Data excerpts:
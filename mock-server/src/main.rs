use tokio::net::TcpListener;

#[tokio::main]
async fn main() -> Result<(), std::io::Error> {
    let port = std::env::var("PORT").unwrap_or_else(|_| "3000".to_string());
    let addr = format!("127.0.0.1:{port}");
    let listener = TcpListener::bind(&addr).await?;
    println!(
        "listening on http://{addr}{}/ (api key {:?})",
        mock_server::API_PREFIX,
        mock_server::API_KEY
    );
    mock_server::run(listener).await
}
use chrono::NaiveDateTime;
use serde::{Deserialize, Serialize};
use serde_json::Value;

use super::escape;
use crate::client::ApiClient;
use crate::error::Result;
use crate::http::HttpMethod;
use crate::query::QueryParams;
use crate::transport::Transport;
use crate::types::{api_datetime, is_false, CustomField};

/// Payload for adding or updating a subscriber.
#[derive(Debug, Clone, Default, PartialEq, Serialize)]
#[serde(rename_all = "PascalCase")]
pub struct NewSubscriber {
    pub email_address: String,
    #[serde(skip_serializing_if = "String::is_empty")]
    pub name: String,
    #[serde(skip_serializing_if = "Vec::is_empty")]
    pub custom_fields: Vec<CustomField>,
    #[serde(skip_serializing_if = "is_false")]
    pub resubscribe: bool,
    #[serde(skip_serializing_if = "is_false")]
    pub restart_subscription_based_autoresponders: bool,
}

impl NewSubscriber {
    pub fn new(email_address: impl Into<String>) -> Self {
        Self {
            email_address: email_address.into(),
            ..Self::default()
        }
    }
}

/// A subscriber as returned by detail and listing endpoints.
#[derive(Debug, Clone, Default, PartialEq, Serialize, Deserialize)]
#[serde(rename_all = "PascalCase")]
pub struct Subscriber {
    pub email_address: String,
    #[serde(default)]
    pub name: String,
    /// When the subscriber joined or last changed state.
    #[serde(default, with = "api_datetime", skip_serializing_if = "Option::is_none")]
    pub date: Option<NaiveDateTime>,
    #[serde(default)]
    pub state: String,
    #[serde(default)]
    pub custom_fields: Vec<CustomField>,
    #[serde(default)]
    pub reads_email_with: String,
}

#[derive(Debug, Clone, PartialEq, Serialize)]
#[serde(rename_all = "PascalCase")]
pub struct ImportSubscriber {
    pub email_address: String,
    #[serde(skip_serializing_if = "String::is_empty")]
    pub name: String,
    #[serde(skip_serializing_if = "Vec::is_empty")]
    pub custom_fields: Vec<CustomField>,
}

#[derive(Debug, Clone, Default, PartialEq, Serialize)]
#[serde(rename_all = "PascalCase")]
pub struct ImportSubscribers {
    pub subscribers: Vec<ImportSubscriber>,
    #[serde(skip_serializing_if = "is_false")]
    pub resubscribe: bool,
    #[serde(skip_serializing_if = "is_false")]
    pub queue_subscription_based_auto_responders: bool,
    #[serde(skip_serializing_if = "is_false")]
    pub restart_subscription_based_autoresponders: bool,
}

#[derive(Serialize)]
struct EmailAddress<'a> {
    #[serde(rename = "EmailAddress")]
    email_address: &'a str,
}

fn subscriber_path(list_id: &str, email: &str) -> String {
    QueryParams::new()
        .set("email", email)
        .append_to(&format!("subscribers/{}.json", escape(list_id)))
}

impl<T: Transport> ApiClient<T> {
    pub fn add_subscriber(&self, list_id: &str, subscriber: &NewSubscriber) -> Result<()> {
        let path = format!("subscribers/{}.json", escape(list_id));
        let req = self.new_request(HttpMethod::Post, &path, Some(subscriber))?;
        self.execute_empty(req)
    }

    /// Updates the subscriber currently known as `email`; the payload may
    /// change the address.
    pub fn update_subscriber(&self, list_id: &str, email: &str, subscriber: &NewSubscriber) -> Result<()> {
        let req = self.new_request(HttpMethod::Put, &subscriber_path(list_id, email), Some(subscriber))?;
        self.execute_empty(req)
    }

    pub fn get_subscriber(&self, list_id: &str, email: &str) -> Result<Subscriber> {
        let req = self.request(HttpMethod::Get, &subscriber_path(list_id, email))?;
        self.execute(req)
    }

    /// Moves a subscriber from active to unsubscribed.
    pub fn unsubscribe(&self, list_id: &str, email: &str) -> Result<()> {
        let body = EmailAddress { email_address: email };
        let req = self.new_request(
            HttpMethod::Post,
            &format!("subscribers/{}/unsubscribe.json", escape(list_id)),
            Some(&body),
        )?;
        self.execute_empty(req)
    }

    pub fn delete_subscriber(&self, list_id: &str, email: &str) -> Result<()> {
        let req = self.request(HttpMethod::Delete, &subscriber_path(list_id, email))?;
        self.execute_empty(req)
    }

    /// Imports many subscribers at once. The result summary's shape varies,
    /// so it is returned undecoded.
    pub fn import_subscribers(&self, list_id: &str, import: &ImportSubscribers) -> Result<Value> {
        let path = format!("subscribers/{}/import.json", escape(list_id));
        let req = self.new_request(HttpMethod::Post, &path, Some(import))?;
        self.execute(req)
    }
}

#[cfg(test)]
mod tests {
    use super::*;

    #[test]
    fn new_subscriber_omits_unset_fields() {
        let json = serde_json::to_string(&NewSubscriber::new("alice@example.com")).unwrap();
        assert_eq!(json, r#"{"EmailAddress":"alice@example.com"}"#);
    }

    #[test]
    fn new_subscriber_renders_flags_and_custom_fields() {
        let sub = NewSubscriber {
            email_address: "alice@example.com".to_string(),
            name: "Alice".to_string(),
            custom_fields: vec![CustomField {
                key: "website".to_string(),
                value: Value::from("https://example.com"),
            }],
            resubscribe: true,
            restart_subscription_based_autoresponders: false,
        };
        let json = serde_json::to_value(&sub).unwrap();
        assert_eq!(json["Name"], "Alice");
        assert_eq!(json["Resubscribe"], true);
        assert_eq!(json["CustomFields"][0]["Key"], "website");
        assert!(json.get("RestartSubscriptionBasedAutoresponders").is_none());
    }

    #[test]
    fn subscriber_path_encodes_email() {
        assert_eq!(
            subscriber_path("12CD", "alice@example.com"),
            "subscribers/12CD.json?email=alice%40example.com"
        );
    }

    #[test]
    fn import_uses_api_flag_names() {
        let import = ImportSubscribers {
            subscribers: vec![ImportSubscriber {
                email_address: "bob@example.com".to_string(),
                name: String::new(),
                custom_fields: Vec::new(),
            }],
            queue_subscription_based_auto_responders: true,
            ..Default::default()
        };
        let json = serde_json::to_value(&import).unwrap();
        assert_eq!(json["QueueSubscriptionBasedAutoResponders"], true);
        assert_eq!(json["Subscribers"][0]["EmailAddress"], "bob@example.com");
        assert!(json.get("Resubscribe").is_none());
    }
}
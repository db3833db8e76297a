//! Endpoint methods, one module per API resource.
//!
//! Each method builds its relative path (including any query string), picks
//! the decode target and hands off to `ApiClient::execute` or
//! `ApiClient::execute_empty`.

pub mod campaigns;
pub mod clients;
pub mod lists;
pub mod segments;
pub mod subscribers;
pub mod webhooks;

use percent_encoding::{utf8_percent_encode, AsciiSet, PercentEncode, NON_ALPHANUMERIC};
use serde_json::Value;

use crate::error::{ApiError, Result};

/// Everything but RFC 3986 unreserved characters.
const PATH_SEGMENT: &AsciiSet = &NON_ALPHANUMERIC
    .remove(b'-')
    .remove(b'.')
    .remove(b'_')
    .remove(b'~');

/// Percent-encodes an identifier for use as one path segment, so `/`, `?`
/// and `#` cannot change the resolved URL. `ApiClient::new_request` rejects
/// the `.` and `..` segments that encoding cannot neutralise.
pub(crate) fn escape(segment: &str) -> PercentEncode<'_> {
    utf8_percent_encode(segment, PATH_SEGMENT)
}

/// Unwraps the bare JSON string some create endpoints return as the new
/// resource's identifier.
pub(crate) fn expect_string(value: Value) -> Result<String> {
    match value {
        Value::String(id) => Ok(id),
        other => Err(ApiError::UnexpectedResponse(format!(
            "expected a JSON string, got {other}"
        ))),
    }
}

— Problem requirements —
Check each line of the entries above, and show every one holding the word "NaiveDateTime".

— Response —
use chrono::NaiveDateTime;
    pub date: Option<NaiveDateTime>,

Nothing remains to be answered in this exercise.